Skip to content

Data priorities

With some data sources, extracting some attributes of people or companies sufficiently cleanly/reliably can take more effort than others. Not all attributes are equally valuable to our users.

To avoid going too far down a rabbit hole or wasting effort, we recommend an approach of time-boxing the work on a crawler, and taking a best-effort approach according to the following priorities, categorised roughly by Essential, Should, Could and Won't.

Aim for complete coverage - make sure all targets are included.
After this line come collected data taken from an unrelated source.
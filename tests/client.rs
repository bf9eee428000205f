//! End-to-end tests of the blocking client against mock backends.

use std::error::Error as _;
use std::io;
use std::sync::atomic::{AtomicUsize, Ordering};
use std::sync::Arc;
use std::thread;
use std::time::{Duration, Instant};

use bytes::Bytes;
use tracing_subscriber::layer::SubscriberExt;

use simple_http_client::{
    ClientConfig, ClientError, HttpClient, Outcome, Request, TimeoutPhase, TransportErrorKind,
};

mod common;

use common::{test_config, MockServer, WarnCounter};

fn failure(outcome: Outcome) -> ClientError {
    match outcome {
        Outcome::Failure(e) => e,
        Outcome::Success(response) => panic!("expected failure, got {}", response.status()),
    }
}

#[test]
fn test_ok_response_succeeds() {
    let server = MockServer::start();
    let client = HttpClient::start(test_config("ok")).unwrap();

    let body = client.execute(
        Request::get(server.url("/ok")),
        |response| {
            assert_eq!(response.code(), 200);
            response.text().into_owned()
        },
        |e| panic!("unexpected failure: {e}"),
    );
    assert_eq!(body, "ok");
}

#[test]
fn test_server_errors_are_failures() {
    let server = MockServer::start();
    let client = HttpClient::start(test_config("5xx")).unwrap();

    for code in [500u16, 502, 503] {
        let err = failure(client.perform(Request::get(server.url(&format!("/status/{code}")))));
        assert_eq!(err.status(), Some(code));
        assert!(matches!(err, ClientError::RemoteServerError { .. }));
    }
}

#[test]
fn test_client_error_statuses_are_successes() {
    let server = MockServer::start();
    let client = HttpClient::start(test_config("4xx")).unwrap();

    for code in [404u16, 400, 429] {
        match client.perform(Request::get(server.url(&format!("/status/{code}")))) {
            Outcome::Success(response) => assert_eq!(response.code(), code),
            Outcome::Failure(e) => panic!("status {code} should succeed, got {e}"),
        }
    }
}

#[test]
fn test_post_body_is_sent() {
    let server = MockServer::start();
    let client = HttpClient::start(test_config("post")).unwrap();

    let outcome = client.perform(Request::post(server.url("/echo"), Bytes::from_static(b"payload")));
    match outcome {
        Outcome::Success(response) => assert_eq!(response.body().as_ref(), b"payload"),
        Outcome::Failure(e) => panic!("unexpected failure: {e}"),
    }
}

#[test]
fn test_host_header_defaults_to_authority() {
    let server = MockServer::start();
    let client = HttpClient::start(test_config("host")).unwrap();

    let response = client
        .perform(Request::get(server.url("/host")))
        .into_result()
        .unwrap();
    assert_eq!(response.text(), server.addr().to_string());
}

#[test]
fn test_socket_timeout() {
    let server = MockServer::start();
    let config = ClientConfig {
        socket_timeout_ms: 50,
        ..test_config("socket-timeout")
    };
    let client = HttpClient::start(config).unwrap();

    let started = Instant::now();
    let err = failure(client.perform(Request::get(server.url("/delay/2000"))));
    assert_eq!(err.timeout_phase(), Some(TimeoutPhase::Socket));
    assert!(started.elapsed() < Duration::from_millis(1500));
}

#[test]
fn test_response_timeout() {
    let server = MockServer::start();
    let config = ClientConfig {
        response_timeout_ms: 100,
        ..test_config("response-timeout")
    };
    let client = HttpClient::start(config).unwrap();

    let err = failure(client.perform(Request::get(server.url("/delay/2000"))));
    assert_eq!(err.timeout_phase(), Some(TimeoutPhase::Response));
}

#[test]
fn test_pool_acquisition_timeout() {
    let server = MockServer::start();
    let config = ClientConfig {
        max_connections_per_route: 1,
        acquisition_timeout_ms: 100,
        ..test_config("pool")
    };
    let client = Arc::new(HttpClient::start(config).unwrap());

    let slow = {
        let client = Arc::clone(&client);
        let url = server.url("/delay/1500");
        thread::spawn(move || client.perform(Request::get(url)))
    };
    thread::sleep(Duration::from_millis(300));

    let started = Instant::now();
    let err = failure(client.perform(Request::get(server.url("/ok"))));
    assert_eq!(err.timeout_phase(), Some(TimeoutPhase::PoolAcquisition));
    assert!(started.elapsed() < Duration::from_secs(1));

    assert!(slow.join().unwrap().is_success());
}

#[test]
fn test_exactly_one_continuation_per_request() {
    let server = MockServer::start();
    let client = HttpClient::start(test_config("continuations")).unwrap();
    let successes = AtomicUsize::new(0);
    let failures = AtomicUsize::new(0);

    let urls = [
        server.url("/ok"),
        server.url("/status/500"),
        server.url("/status/404"),
        format!("http://{}/ok", common::refused_addr()),
        "http://bad host/".to_string(),
    ];
    for url in urls {
        client.execute(
            Request::get(url),
            |_| successes.fetch_add(1, Ordering::SeqCst),
            |_| failures.fetch_add(1, Ordering::SeqCst),
        );
    }

    assert_eq!(successes.load(Ordering::SeqCst), 2);
    assert_eq!(failures.load(Ordering::SeqCst), 3);
}

#[test]
fn test_large_body_warns_once() {
    let server = MockServer::start();
    let client = HttpClient::start(test_config("large")).unwrap();
    let counter = WarnCounter::default();
    let subscriber = tracing_subscriber::registry().with(counter.clone());

    tracing::subscriber::with_default(subscriber, || {
        let outcome = client.perform(Request::get(server.url("/large")));
        match outcome {
            Outcome::Success(response) => assert_eq!(response.len(), common::LARGE_BODY),
            Outcome::Failure(e) => panic!("unexpected failure: {e}"),
        }
        assert_eq!(counter.count(), 1);

        assert!(client.perform(Request::get(server.url("/ok"))).is_success());
        assert_eq!(counter.count(), 1);

        let err = failure(client.perform(Request::get(server.url("/large-error"))));
        assert_eq!(err.status(), Some(500));
        assert_eq!(counter.count(), 1);
    });
}

#[test]
fn test_connection_refused() {
    let client = HttpClient::start(test_config("refused")).unwrap();
    let url = format!("http://{}/ok", common::refused_addr());

    let err = failure(client.perform(Request::get(url)));
    assert_eq!(err.transport_kind(), Some(TransportErrorKind::Connect));
    let cause = err.source().and_then(|e| e.downcast_ref::<io::Error>());
    assert_eq!(
        cause.map(io::Error::kind),
        Some(io::ErrorKind::ConnectionRefused)
    );
}

#[test]
fn test_peer_closing_connection() {
    let addr = common::start_closing_backend();
    let client = HttpClient::start(test_config("closing")).unwrap();

    let err = failure(client.perform(Request::get(format!("http://{addr}/"))));
    assert_eq!(err.transport_kind(), Some(TransportErrorKind::ConnectionClosed));
    assert!(err.source().is_some());
}

#[test]
fn test_peer_reset_reports_io_cause() {
    let addr = common::start_resetting_backend();
    let client = HttpClient::start(test_config("reset")).unwrap();

    let err = failure(client.perform(Request::get(format!("http://{addr}/"))));
    assert_eq!(err.transport_kind(), Some(TransportErrorKind::ConnectionClosed));
    let cause = err
        .source()
        .and_then(|e| e.downcast_ref::<io::Error>())
        .expect("root cause should be the socket error");
    assert!(matches!(
        cause.kind(),
        io::ErrorKind::ConnectionReset | io::ErrorKind::BrokenPipe | io::ErrorKind::ConnectionAborted
    ));
}

#[test]
fn test_invalid_and_unsupported_uris() {
    let client = HttpClient::start(test_config("uris")).unwrap();

    let err = failure(client.perform(Request::get("http://bad host/")));
    assert_eq!(err.transport_kind(), Some(TransportErrorKind::InvalidUri));

    let err = failure(client.perform(Request::get("/relative/only")));
    assert_eq!(err.transport_kind(), Some(TransportErrorKind::InvalidUri));

    let err = failure(client.perform(Request::get("ftp://example.com/")));
    assert_eq!(
        err.transport_kind(),
        Some(TransportErrorKind::UnsupportedScheme)
    );
}

#[test]
fn test_keep_alive_reuses_connection() {
    let server = MockServer::start();
    let client = HttpClient::start(test_config("keep-alive")).unwrap();

    for _ in 0..3 {
        assert!(client.perform(Request::get(server.url("/ok"))).is_success());
    }

    let stats = client.pool_stats();
    assert_eq!(stats.idle, 1);
    assert_eq!(stats.leased, 0);
}

#[test]
fn test_concurrent_requests_share_bounded_pool() {
    let server = MockServer::start();
    let config = ClientConfig {
        max_connections_per_route: 2,
        acquisition_timeout_ms: 0,
        ..test_config("concurrent")
    };
    let client = Arc::new(HttpClient::start(config).unwrap());

    let handles: Vec<_> = (0..8)
        .map(|_| {
            let client = Arc::clone(&client);
            let url = server.url("/ok");
            thread::spawn(move || {
                (0..5)
                    .filter(|_| client.perform(Request::get(url.clone())).is_success())
                    .count()
            })
        })
        .collect();

    let succeeded: usize = handles.into_iter().map(|h| h.join().unwrap()).sum();
    assert_eq!(succeeded, 40);

    let stats = client.pool_stats();
    assert_eq!(stats.leased, 0);
    assert!(stats.idle <= 2);
}

#[test]
fn test_requests_after_stop_fail() {
    let server = MockServer::start();
    let client = HttpClient::start(test_config("stopped")).unwrap();
    client.stop();

    let err = failure(client.perform(Request::get(server.url("/ok"))));
    assert_eq!(err.transport_kind(), Some(TransportErrorKind::ClientClosed));
}

#[test]
fn test_stop_fails_in_flight_request() {
    let server = MockServer::start();
    let client = Arc::new(HttpClient::start(test_config("stop-in-flight")).unwrap());

    let in_flight = {
        let client = Arc::clone(&client);
        let url = server.url("/delay/5000");
        thread::spawn(move || client.perform(Request::get(url)))
    };
    thread::sleep(Duration::from_millis(300));

    let started = Instant::now();
    client.stop();
    assert!(started.elapsed() < Duration::from_secs(3));

    let err = failure(in_flight.join().unwrap());
    assert!(
        err.is_cancelled()
            || err.transport_kind() == Some(TransportErrorKind::ConnectionClosed),
        "unexpected failure: {err}"
    );
}

#[test]
fn test_start_rejects_zero_capacity() {
    let config = ClientConfig {
        max_connections_per_route: 0,
        ..test_config("invalid")
    };
    assert!(HttpClient::start(config).is_err());
}
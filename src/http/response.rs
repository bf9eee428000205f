//! Buffered response.

use std::borrow::Cow;

use bytes::Bytes;
use hyper::{HeaderMap, StatusCode};

/// A complete response with its body held in memory.
#[derive(Debug, Clone)]
pub struct Response {
    status: StatusCode,
    headers: HeaderMap,
    body: Bytes,
}

impl Response {
    pub fn new(status: StatusCode, headers: HeaderMap, body: Bytes) -> Self {
        Self {
            status,
            headers,
            body,
        }
    }

    pub fn status(&self) -> StatusCode {
        self.status
    }

    /// Numeric status code.
    pub fn code(&self) -> u16 {
        self.status.as_u16()
    }

    pub fn headers(&self) -> &HeaderMap {
        &self.headers
    }

    pub fn body(&self) -> &Bytes {
        &self.body
    }

    pub fn into_body(self) -> Bytes {
        self.body
    }

    /// Body decoded as UTF-8, replacing invalid sequences.
    pub fn text(&self) -> Cow<'_, str> {
        String::from_utf8_lossy(&self.body)
    }

    /// Body length in bytes.
    pub fn len(&self) -> usize {
        self.body.len()
    }

    pub fn is_empty(&self) -> bool {
        self.body.is_empty()
    }
}
//! Translation of low-level failures into [`ClientError`].
//!
//! Wrapper errors are peeled off so the reported source is the most specific
//! cause available.

use std::io;

use crate::error::{BoxError, ClientError, TransportErrorKind};

/// Convert a hyper failure, unwrapping it to its root cause.
pub(crate) fn from_hyper(err: hyper::Error, target: &str) -> ClientError {
    let kind = hyper_kind(&err);
    let cause = root_cause(err);
    let kind = refine_io_kind(kind, &cause);
    ClientError::transport(kind, target, cause)
}

fn hyper_kind(err: &hyper::Error) -> TransportErrorKind {
    if err.is_parse() || err.is_parse_status() {
        TransportErrorKind::Protocol
    } else if err.is_incomplete_message()
        || err.is_closed()
        || err.is_canceled()
        || err.is_body_write_aborted()
    {
        TransportErrorKind::ConnectionClosed
    } else {
        TransportErrorKind::Other
    }
}

fn root_cause(err: hyper::Error) -> BoxError {
    match innermost_io(&err) {
        Some(io) => Box::new(io),
        None => Box::new(err),
    }
}

/// An owned copy of the deepest `io::Error` in the source chain of `err`.
fn innermost_io(err: &(dyn std::error::Error + 'static)) -> Option<io::Error> {
    let mut found = None;
    let mut source = err.source();
    while let Some(cause) = source {
        if let Some(io) = cause.downcast_ref::<io::Error>() {
            found = Some(io::Error::new(io.kind(), io.to_string()));
        }
        source = cause.source();
    }
    found
}

fn refine_io_kind(kind: TransportErrorKind, cause: &BoxError) -> TransportErrorKind {
    match cause.downcast_ref::<io::Error>().map(io::Error::kind) {
        Some(
            io::ErrorKind::ConnectionReset
            | io::ErrorKind::ConnectionAborted
            | io::ErrorKind::BrokenPipe
            | io::ErrorKind::UnexpectedEof,
        ) => TransportErrorKind::ConnectionClosed,
        _ => kind,
    }
}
But also ensure accuracy, e.g. make sure not to mark someone as a PEP when they are not.

Generally

Essential (bare minimum)

  • Name(s)

Essential (when available)

  • People: Date of birth, nationality
  • Companies/Organizations: Date of registration/creation
  • Official ID numbers (National ID for people, Registration number for companies, etc)
  • Other identifiers (See specifics in schemata, e.g. innCode, wikidataId)
  • Country of birth, registration country (Company:jurisdiction)

Should

  • start/end dates - useful for determining PEP status duration
  • listing dates (sanctions)
  • company relationships
  • person relationships
  • addresses (Except PEPs - see below)

Could

  • sourceUrl
  • notes

Politically-exposed persons

Must

  • country (occasionally multiple apply to one position, e.g. Ambassador of Palestine to Germany)
  • position (of a person)
  • occupancy (relating a person to the position(s) they hold/held) - focus on current positions before worrying about historical.

Could

Won't - don't extract

  • Addresses (not needed, and privacy concern)